▶ **Collected data**
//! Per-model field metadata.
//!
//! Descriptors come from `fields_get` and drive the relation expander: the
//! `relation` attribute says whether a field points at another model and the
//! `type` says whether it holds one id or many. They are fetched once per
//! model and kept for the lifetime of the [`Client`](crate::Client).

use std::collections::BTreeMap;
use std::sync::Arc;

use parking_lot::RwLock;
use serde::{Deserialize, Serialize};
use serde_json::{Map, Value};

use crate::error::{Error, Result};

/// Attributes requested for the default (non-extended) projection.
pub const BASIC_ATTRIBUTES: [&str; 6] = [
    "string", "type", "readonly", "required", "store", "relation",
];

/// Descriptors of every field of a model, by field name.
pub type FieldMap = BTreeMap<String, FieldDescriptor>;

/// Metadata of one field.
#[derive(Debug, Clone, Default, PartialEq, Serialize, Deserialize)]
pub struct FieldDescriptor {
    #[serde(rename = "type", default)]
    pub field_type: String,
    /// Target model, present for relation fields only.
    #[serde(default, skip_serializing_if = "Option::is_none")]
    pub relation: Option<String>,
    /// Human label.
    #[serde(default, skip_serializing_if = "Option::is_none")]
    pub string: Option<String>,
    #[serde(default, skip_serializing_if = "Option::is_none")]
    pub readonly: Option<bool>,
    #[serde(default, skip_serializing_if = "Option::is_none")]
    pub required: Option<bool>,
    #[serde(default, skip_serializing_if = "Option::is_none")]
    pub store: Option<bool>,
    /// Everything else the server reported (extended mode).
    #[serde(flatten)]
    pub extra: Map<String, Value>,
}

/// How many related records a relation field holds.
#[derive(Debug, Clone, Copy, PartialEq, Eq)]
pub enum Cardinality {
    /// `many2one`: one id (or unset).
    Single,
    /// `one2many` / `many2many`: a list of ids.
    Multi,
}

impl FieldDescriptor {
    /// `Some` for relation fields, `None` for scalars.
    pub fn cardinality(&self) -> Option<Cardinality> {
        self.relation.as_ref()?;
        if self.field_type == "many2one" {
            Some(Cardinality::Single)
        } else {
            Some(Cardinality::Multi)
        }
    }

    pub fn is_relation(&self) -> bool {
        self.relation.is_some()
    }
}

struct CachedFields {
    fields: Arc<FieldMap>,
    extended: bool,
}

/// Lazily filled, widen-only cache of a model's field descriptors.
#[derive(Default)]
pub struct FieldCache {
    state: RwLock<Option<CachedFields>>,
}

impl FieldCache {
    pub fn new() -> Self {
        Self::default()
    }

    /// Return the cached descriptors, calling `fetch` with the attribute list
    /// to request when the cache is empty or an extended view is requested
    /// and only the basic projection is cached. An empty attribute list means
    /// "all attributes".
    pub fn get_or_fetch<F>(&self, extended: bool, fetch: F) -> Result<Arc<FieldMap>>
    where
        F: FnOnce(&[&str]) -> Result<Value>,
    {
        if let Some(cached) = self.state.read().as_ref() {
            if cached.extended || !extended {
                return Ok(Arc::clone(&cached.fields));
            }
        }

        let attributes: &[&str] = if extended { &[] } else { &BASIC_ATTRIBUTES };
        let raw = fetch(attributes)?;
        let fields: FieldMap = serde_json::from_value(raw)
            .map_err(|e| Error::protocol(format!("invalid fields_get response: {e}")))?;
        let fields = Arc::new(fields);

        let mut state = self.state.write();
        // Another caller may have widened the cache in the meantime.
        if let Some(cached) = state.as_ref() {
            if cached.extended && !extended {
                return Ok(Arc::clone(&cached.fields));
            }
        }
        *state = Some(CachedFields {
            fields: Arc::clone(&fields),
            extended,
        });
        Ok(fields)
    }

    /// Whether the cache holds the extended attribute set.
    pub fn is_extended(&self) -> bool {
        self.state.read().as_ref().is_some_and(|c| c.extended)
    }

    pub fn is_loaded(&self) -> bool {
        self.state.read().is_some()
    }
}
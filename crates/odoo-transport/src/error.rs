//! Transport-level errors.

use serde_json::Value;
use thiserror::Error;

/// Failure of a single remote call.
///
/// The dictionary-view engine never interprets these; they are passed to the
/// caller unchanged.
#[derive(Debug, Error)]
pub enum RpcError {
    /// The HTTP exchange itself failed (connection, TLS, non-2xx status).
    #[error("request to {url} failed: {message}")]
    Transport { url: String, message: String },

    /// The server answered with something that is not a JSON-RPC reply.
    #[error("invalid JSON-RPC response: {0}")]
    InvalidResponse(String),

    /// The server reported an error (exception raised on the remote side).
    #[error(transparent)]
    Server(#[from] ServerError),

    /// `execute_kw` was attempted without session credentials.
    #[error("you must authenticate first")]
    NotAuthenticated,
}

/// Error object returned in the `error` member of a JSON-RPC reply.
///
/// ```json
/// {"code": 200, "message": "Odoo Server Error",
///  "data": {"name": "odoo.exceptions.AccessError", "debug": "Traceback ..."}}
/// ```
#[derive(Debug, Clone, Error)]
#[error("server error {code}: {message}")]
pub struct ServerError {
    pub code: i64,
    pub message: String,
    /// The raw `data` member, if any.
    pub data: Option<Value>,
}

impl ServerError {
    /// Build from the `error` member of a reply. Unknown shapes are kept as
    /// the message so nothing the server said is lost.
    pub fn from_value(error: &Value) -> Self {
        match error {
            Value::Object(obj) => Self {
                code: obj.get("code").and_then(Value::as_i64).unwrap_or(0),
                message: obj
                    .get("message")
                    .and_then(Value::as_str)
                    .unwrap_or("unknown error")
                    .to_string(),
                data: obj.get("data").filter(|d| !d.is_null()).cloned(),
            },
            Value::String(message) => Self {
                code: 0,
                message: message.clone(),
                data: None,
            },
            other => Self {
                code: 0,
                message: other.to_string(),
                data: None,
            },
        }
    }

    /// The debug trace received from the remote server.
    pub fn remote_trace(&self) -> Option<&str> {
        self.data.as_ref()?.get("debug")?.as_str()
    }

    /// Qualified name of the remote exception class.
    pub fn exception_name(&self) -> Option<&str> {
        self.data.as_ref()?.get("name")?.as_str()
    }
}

▶ **What needs to be done**
What is needed is a full, exact copy of the records.

▶ **Result for this exercise**
//! Per-model field metadata.
//!
//! Descriptors come from `fields_get` and drive the relation expander: the
//! `relation` attribute says whether a field points at another model and the
//! `type` says whether it holds one id or many. They are fetched once per
//! model and kept for the lifetime of the [`Client`](crate::Client).

use std::collections::BTreeMap;
use std::sync::Arc;

use parking_lot::RwLock;
use serde::{Deserialize, Serialize};
use serde_json::{Map, Value};

use crate::error::{Error, Result};

/// Attributes requested for the default (non-extended) projection.
pub const BASIC_ATTRIBUTES: [&str; 6] = [
    "string", "type", "readonly", "required", "store", "relation",
];

/// Descriptors of every field of a model, by field name.
pub type FieldMap = BTreeMap<String, FieldDescriptor>;

/// Metadata of one field.
#[derive(Debug, Clone, Default, PartialEq, Serialize, Deserialize)]
pub struct FieldDescriptor {
    #[serde(rename = "type", default)]
    pub field_type: String,
    /// Target model, present for relation fields only.
    #[serde(default, skip_serializing_if = "Option::is_none")]
    pub relation: Option<String>,
    /// Human label.
    #[serde(default, skip_serializing_if = "Option::is_none")]
    pub string: Option<String>,
    #[serde(default, skip_serializing_if = "Option::is_none")]
    pub readonly: Option<bool>,
    #[serde(default, skip_serializing_if = "Option::is_none")]
    pub required: Option<bool>,
    #[serde(default, skip_serializing_if = "Option::is_none")]
    pub store: Option<bool>,
    /// Everything else the server reported (extended mode).
    #[serde(flatten)]
    pub extra: Map<String, Value>,
}

/// How many related records a relation field holds.
#[derive(Debug, Clone, Copy, PartialEq, Eq)]
pub enum Cardinality {
    /// `many2one`: one id (or unset).
    Single,
    /// `one2many` / `many2many`: a list of ids.
    Multi,
}

impl FieldDescriptor {
    /// `Some` for relation fields, `None` for scalars.
    pub fn cardinality(&self) -> Option<Cardinality> {
        self.relation.as_ref()?;
        if self.field_type == "many2one" {
            Some(Cardinality::Single)
        } else {
            Some(Cardinality::Multi)
        }
    }

    pub fn is_relation(&self) -> bool {
        self.relation.is_some()
    }
}

struct CachedFields {
    fields: Arc<FieldMap>,
    extended: bool,
}

/// Lazily filled, widen-only cache of a model's field descriptors.
#[derive(Default)]
pub struct FieldCache {
    state: RwLock<Option<CachedFields>>,
}

impl FieldCache {
    pub fn new() -> Self {
        Self::default()
    }

    /// Return the cached descriptors, calling `fetch` with the attribute list
    /// to request when the cache is empty or an extended view is requested
    /// and only the basic projection is cached. An empty attribute list means
    /// "all attributes".
    pub fn get_or_fetch<F>(&self, extended: bool, fetch: F) -> Result<Arc<FieldMap>>
    where
        F: FnOnce(&[&str]) -> Result<Value>,
    {
        if let Some(cached) = self.state.read().as_ref() {
            if cached.extended || !extended {
                return Ok(Arc::clone(&cached.fields));
            }
        }

        let attributes: &[&str] = if extended { &[] } else { &BASIC_ATTRIBUTES };
        let raw = fetch(attributes)?;
        let fields: FieldMap = serde_json::from_value(raw)
            .map_err(|e| Error::protocol(format!("invalid fields_get response: {e}")))?;
        let fields = Arc::new(fields);

        let mut state = self.state.write();
        // Another caller may have widened the cache in the meantime.
        if let Some(cached) = state.as_ref() {
            if cached.extended && !extended {
                return Ok(Arc::clone(&cached.fields));
            }
        }
        *state = Some(CachedFields {
            fields: Arc::clone(&fields),
            extended,
        });
        Ok(fields)
    }

    /// Whether the cache holds the extended attribute set.
    pub fn is_extended(&self) -> bool {
        self.state.read().as_ref().is_some_and(|c| c.extended)
    }

    pub fn is_loaded(&self) -> bool {
        self.state.read().is_some()
    }
}
filename crates/odoo-transport/src/error.rs
//! Transport-level errors.

use serde_json::Value;
use thiserror::Error;

/// Failure of a single remote call.
///
/// The dictionary-view engine never interprets these; they are passed to the
/// caller unchanged.
#[derive(Debug, Error)]
pub enum RpcError {
    /// The HTTP exchange itself failed (connection, TLS, non-2xx status).
    #[error("request to {url} failed: {message}")]
    Transport { url: String, message: String },

    /// The server answered with something that is not a JSON-RPC reply.
    #[error("invalid JSON-RPC response: {0}")]
    InvalidResponse(String),

    /// The server reported an error (exception raised on the remote side).
    #[error(transparent)]
    Server(#[from] ServerError),

    /// `execute_kw` was attempted without session credentials.
    #[error("you must authenticate first")]
    NotAuthenticated,
}

/// Error object returned in the `error` member of a JSON-RPC reply.
///
/// ```json
/// {"code": 200, "message": "Odoo Server Error",
///  "data": {"name": "odoo.exceptions.AccessError", "debug": "Traceback ..."}}
/// ```
#[derive(Debug, Clone, Error)]
#[error("server error {code}: {message}")]
pub struct ServerError {
    pub code: i64,
    pub message: String,
    /// The raw `data` member, if any.
    pub data: Option<Value>,
}

impl ServerError {
    /// Build from the `error` member of a reply. Unknown shapes are kept as
    /// the message so nothing the server said is lost.
    pub fn from_value(error: &Value) -> Self {
        match error {
            Value::Object(obj) => Self {
                code: obj.get("code").and_then(Value::as_i64).unwrap_or(0),
                message: obj
                    .get("message")
                    .and_then(Value::as_str)
                    .unwrap_or("unknown error")
                    .to_string(),
                data: obj.get("data").filter(|d| !d.is_null()).cloned(),
            },
            Value::String(message) => Self {
                code: 0,
                message: message.clone(),
                data: None,
            },
            other => Self {
                code: 0,
                message: other.to_string(),
                data: None,
            },
        }
    }

    /// The debug trace received from the remote server.
    pub fn remote_trace(&self) -> Option<&str> {
        self.data.as_ref()?.get("debug")?.as_str()
    }

    /// Qualified name of the remote exception class.
    pub fn exception_name(&self) -> Option<&str> {
        self.data.as_ref()?.get("name")?.as_str()
    }
}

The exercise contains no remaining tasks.